Task instructions
How many lines below contain the word "ExitStatus"? Reply solely with the number.

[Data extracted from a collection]
Start of Block
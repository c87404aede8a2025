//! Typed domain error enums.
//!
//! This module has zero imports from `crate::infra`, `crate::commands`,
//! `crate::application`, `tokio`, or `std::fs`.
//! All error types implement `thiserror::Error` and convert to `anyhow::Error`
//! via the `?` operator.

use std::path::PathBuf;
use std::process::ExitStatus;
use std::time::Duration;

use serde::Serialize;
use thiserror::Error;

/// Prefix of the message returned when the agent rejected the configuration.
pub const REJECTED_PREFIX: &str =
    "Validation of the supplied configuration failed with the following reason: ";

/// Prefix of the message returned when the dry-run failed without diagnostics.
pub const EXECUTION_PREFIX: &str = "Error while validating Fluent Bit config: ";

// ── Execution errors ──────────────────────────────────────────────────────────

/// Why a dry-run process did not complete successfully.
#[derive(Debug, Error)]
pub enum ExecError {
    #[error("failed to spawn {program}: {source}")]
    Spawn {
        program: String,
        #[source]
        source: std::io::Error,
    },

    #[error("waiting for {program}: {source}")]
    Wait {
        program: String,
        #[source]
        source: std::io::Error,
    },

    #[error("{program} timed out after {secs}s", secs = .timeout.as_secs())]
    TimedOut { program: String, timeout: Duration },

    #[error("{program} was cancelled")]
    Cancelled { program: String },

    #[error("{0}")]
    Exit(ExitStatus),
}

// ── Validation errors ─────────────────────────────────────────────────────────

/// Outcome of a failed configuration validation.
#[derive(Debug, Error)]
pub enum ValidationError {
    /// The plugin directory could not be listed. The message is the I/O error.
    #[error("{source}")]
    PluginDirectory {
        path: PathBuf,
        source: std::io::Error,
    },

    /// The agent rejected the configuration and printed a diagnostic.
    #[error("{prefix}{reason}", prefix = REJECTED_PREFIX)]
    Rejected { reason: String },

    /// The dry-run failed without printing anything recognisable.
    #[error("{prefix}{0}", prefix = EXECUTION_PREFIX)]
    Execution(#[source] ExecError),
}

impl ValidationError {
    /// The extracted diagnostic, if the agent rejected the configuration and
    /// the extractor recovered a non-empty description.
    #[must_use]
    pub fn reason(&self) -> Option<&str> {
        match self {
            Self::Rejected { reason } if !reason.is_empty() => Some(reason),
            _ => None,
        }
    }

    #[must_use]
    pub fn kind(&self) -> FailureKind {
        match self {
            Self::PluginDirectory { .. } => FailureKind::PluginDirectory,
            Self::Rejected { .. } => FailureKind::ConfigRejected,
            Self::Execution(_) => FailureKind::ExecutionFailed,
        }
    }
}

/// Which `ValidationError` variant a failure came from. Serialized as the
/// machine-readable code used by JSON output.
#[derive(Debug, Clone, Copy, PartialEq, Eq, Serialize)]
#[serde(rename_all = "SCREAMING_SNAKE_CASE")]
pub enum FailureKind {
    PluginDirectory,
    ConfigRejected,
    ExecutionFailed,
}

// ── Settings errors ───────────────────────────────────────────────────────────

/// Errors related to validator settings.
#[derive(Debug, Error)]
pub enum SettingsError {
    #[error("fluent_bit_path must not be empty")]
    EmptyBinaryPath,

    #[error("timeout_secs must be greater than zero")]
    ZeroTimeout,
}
End of Block
Start of Block
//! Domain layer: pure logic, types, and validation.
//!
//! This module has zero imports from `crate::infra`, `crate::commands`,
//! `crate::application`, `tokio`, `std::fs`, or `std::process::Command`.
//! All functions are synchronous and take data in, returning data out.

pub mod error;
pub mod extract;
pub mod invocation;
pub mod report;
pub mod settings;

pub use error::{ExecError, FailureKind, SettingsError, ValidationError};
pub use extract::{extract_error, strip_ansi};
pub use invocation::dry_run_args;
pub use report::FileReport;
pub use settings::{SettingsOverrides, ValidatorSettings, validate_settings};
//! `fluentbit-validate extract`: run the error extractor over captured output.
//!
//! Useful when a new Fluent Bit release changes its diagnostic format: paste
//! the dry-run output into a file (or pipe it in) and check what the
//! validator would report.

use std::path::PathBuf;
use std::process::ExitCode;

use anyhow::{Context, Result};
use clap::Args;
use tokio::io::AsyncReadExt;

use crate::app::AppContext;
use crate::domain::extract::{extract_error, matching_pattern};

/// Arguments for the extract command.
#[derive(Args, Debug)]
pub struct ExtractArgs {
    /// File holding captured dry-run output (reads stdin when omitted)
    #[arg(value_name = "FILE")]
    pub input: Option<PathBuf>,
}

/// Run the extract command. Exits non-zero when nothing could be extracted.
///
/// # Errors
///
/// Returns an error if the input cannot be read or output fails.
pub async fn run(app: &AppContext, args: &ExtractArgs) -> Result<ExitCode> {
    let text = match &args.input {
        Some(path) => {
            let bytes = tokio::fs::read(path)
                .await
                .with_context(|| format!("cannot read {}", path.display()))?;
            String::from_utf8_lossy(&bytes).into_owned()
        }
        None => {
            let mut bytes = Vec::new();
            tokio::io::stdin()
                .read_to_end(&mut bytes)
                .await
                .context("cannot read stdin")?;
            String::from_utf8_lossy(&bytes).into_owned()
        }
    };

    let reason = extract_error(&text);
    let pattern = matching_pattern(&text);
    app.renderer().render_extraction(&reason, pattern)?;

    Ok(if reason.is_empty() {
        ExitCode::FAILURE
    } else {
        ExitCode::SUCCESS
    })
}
End of Block
Start of Block
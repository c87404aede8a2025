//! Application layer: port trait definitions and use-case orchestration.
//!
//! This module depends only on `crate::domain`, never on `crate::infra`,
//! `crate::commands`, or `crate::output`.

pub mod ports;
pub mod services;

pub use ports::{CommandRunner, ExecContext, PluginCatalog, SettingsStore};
End of Block
Task response
2